**REQUIRED ACTION:** The word "TomlConfig" occurs in some lines of the listing. Copy those lines.

**GIVEN RECORDS:**
----

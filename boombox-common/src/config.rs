//! Bootstrap configuration and path resolution
//!
//! Values are resolved in priority order:
//! 1. Command-line argument (highest priority, includes its env var via clap)
//! 2. TOML config file
//! 3. OS-dependent compiled default (fallback)
//!
//! A missing or unreadable config file is never fatal: a warning is logged and
//! compiled defaults are used.

use crate::{Error, Result};
use serde::Deserialize;
use std::path::{Path, PathBuf};
use std::time::Duration;
use tracing::{info, warn};

/// Legacy media root, where ripped audio was served from
pub const DEFAULT_MEDIA_ROOT: &str = "/var/www/Server/boombox/www/";

/// Default HTTP port
pub const DEFAULT_PORT: u16 = 8080;

/// Default deadline for the engine to confirm a `play` command
pub const DEFAULT_COMMAND_TIMEOUT_MS: u64 = 10_000;

/// Bootstrap configuration loaded from TOML
///
/// Every field is optional in the file; absent fields fall back to the
/// compiled defaults.
#[derive(Debug, Clone, Default, Deserialize)]
#[serde(default)]
pub struct TomlConfig {
    /// HTTP server port
    pub port: Option<u16>,

    /// Directory that track filenames are relative to
    pub media_root: Option<PathBuf>,

    /// SQLite catalog database path
    pub database_path: Option<PathBuf>,

    /// Audio engine process settings
    pub engine: EngineConfig,

    /// Logging configuration
    pub logging: LoggingConfig,
}

/// External audio engine configuration
#[derive(Debug, Clone, Deserialize)]
#[serde(default)]
pub struct EngineConfig {
    /// Engine executable (must speak the mpg123 remote-control protocol)
    pub program: String,

    /// Arguments passed to the engine
    pub args: Vec<String>,

    /// How long to wait for the engine to report a started track
    pub command_timeout_ms: u64,
}

impl Default for EngineConfig {
    fn default() -> Self {
        Self {
            program: "mpg123".to_string(),
            args: vec!["-R".to_string()],
            command_timeout_ms: DEFAULT_COMMAND_TIMEOUT_MS,
        }
    }
}

impl EngineConfig {
    pub fn command_timeout(&self) -> Duration {
        Duration::from_millis(self.command_timeout_ms)
    }
}

/// Logging configuration
#[derive(Debug, Clone, Default, Deserialize)]
#[serde(default)]
pub struct LoggingConfig {
    /// tracing filter directive (e.g. "info", "boombox_ap=debug")
    pub level: Option<String>,
}

impl TomlConfig {
    /// Parse configuration from a TOML string
    pub fn from_toml_str(content: &str) -> Result<Self> {
        Ok(toml::from_str(content)?)
    }

    /// Load configuration from a file
    ///
    /// Fails only if the file exists but cannot be read or parsed.
    pub fn from_file(path: &Path) -> Result<Self> {
        let content = std::fs::read_to_string(path)?;
        let config = Self::from_toml_str(&content)
            .map_err(|e| Error::Config(format!("{}: {}", path.display(), e)))?;
        info!("Loaded configuration from {}", path.display());
        Ok(config)
    }

    /// Load configuration with graceful degradation
    ///
    /// An explicit path that is missing or invalid, or no path and no file at
    /// the default location, yields compiled defaults plus a warning.
    pub fn load_or_default(explicit: Option<&Path>) -> Self {
        let path = match explicit {
            Some(p) => p.to_path_buf(),
            None => match default_config_path() {
                Some(p) if p.exists() => p,
                _ => {
                    info!("No config file found, using compiled defaults");
                    return Self::default();
                }
            },
        };

        match Self::from_file(&path) {
            Ok(config) => config,
            Err(e) => {
                warn!("Could not load config {}: {} (using defaults)", path.display(), e);
                Self::default()
            }
        }
    }

    /// Resolve the HTTP port
    pub fn resolve_port(&self, cli: Option<u16>) -> u16 {
        cli.or(self.port).unwrap_or(DEFAULT_PORT)
    }

    /// Resolve the media root
    pub fn resolve_media_root(&self, cli: Option<&Path>) -> PathBuf {
        cli.map(Path::to_path_buf)
            .or_else(|| self.media_root.clone())
            .unwrap_or_else(|| PathBuf::from(DEFAULT_MEDIA_ROOT))
    }

    /// Resolve the catalog database path
    pub fn resolve_database_path(&self, cli: Option<&Path>) -> PathBuf {
        cli.map(Path::to_path_buf)
            .or_else(|| self.database_path.clone())
            .unwrap_or_else(default_database_path)
    }
}

/// Default configuration file location for the platform
///
/// `~/.config/boombox/config.toml` on Linux, the platform config dir elsewhere.
pub fn default_config_path() -> Option<PathBuf> {
    dirs::config_dir().map(|d| d.join("boombox").join("config.toml"))
}

/// Default catalog database location for the platform
pub fn default_database_path() -> PathBuf {
    dirs::data_local_dir()
        .map(|d| d.join("boombox").join("boombox.db"))
        .unwrap_or_else(|| PathBuf::from("./boombox_data/boombox.db"))
}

----

**RESPONSE FOR THIS EXERCISE:**
pub struct TomlConfig {
impl TomlConfig {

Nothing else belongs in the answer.